The Fed is also saving politics

First Republic Bank

A migration of the banking business to large corporations that can hardly be reached personally in the area would be a bad trend.

(Photo: Bloomberg)

Anyone who moves in the USA beyond the big metropolises often sees branches of the major bank Wells Fargo, which functions like a kind of giant savings bank. Otherwise, the large financial groups such as JP Morgan and Citigroup do not play a major role in the area, at most Bank of America is still represented.

In fact, the United States Deposit Insurance Scheme (FDIC) still has around 4,700 affiliated institutions, although many banks have been closed over the years. Some of these are small banks with only a few employees. But mid-sized regional banks are also important, including the recently closed Silicon Valley Bank (SVB) and the First Republic Bank in San Francisco, which is being bailed out by a joint effort by the big banks in cooperation with the Federal Reserve Board (Fed).

The small and medium-sized banks are extremely important for the US economy away from the large metropolises and thus also for the entire domestic economy. They are often the only personal contact with the financial system. Business people, builders and farmers get their loans there, which are then often later resold to investors. The small bankers are also often the recognized economic experts in “towns”, which in Germany would at best be considered villages in terms of size.

But that’s not all: they often support local politicians with money for election campaigns. They hold joint events with them, and their very effective lobby organization, the American Bankers Association, which is dominated by the small financial institutions, makes very precise specifications as to what political demands politicians should be confronted with.

Against the background of the upcoming election campaign for the US presidency in the coming year, it would be disastrous if the economy were to collapse in parts of the country, some of which already feel left behind. America’s political divisions would be exacerbated. A migration of the banking business to large corporations that can hardly be reached personally in the area would be a bad trend. Seen in this way, the Fed is currently not only rescuing the financial system, but also politics. It probably prevents a drift into even worse chasms.

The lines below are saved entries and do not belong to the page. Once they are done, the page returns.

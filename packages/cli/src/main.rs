#![cfg_attr(feature = "fail-on-warnings", deny(warnings))]
#![warn(clippy::all, clippy::pedantic, clippy::nursery, clippy::cargo)]
#![allow(clippy::multiple_crate_versions, clippy::cargo_common_metadata)]

//! CLI entry point for the taxi neighborhood pipeline.
//!
//! Uses `indicatif-log-bridge` (via [`taxi_nbhd_cli_utils::init_logger`])
//! so that log lines and progress bars share the terminal.

mod commands;
mod config;

use std::path::PathBuf;

use clap::{Args, Parser, Subcommand};

use crate::config::{Overrides, PipelineConfig};

#[derive(Parser)]
#[command(
    name = "taxi_nbhd",
    about = "Assigns NYC taxi pickups and dropoffs to neighborhoods"
)]
struct Cli {
    #[command(flatten)]
    global: GlobalArgs,

    #[command(subcommand)]
    command: Commands,
}

#[derive(Args)]
struct GlobalArgs {
    /// Config file (default: `taxi_nbhd.toml` if present)
    #[arg(long, global = true)]
    config: Option<PathBuf>,
    /// Directory holding trip files, boundaries, and outputs
    #[arg(long, global = true)]
    data_dir: Option<PathBuf>,
    /// Decimal places to round coordinates to (0-9)
    #[arg(long, global = true)]
    decimals: Option<u32>,
}

#[derive(Args)]
struct LocationArgs {
    /// Worker threads for resolution; more than one partitions the sweep
    #[arg(long)]
    threads: Option<usize>,
    /// Resolve pickup locations only
    #[arg(long)]
    pickups_only: bool,
}

#[derive(Subcommand)]
enum Commands {
    /// Write neighborhood centroid and border tables
    Boundaries,
    /// Deduplicate trip coordinates, resolve them, and write the location cache
    Locations(LocationArgs),
    /// Print the cached neighborhood for one coordinate
    Lookup {
        /// Longitude in degrees
        #[arg(long, allow_hyphen_values = true)]
        lon: f64,
        /// Latitude in degrees
        #[arg(long, allow_hyphen_values = true)]
        lat: f64,
    },
    /// Build cleaned trip summaries from the location cache
    Summarize {
        /// Daily weather CSV to join onto the neighborhood summary
        #[arg(long)]
        weather: Option<PathBuf>,
    },
    /// Run boundaries, locations, and summarize in sequence
    All {
        #[command(flatten)]
        locations: LocationArgs,
        /// Daily weather CSV to join onto the neighborhood summary
        #[arg(long)]
        weather: Option<PathBuf>,
    },
}

fn main() -> Result<(), Box<dyn std::error::Error>> {
    let multi = taxi_nbhd_cli_utils::init_logger();
    let cli = Cli::parse();

    let mut config = PipelineConfig::resolve(&Overrides {
        config: cli.global.config,
        data_dir: cli.global.data_dir,
        decimals: cli.global.decimals,
    })?;

    match cli.command {
        Commands::Boundaries => {
            commands::boundaries(&config)?;
        }
        Commands::Locations(args) => {
            args.apply(&mut config)?;
            commands::locations(&config, &multi)?;
        }
        Commands::Lookup { lon, lat } => {
            println!("{}", commands::lookup(&config, lon, lat)?);
        }
        Commands::Summarize { weather } => {
            commands::summarize(&config, &multi, weather.as_deref())?;
        }
        Commands::All { locations, weather } => {
            locations.apply(&mut config)?;
            commands::all(&config, &multi, weather.as_deref())?;
        }
    }

    Ok(())
}

impl LocationArgs {
    fn apply(&self, config: &mut PipelineConfig) -> Result<(), config::ConfigError> {
        if let Some(threads) = self.threads {
            config.threads = threads;
        }
        if self.pickups_only {
            config.include_dropoffs = false;
        }
        config.validate()
    }
}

Don’t just save the millionaires

Also important in this context: With the SVB, the Fed not only saved banks, but also the unique financing culture of Silicon Valley. There in California it is possible to find financiers with just a brilliant idea plus a coherent concept.

As a financial metropolis, New York only comes into play when it comes to going public, and ideas and concepts are not enough there, concrete figures are needed. If you imagine that start-ups had lost millions of money in the SVB bankruptcy that they had previously received from venture capitalists, then this would have extremely jeopardized this financing culture, which is unique in the world.

But this rescue has a political downside. Very quickly the accusation arose that tech millionaires in California were being rescued here. That’s exactly why you can’t let the “little people” down. Against the background of dramatic economic inequality in the USA – not only between population groups but also between regions – it would be downright fatal to let the nondescript, remote America run into a financial crisis.

Unfortunately, none of this is the only political pressure the central bank is exposed to. The fact that many Americans depend on the stock market for their old-age provision alone is a problem that we in Europe are far less familiar with.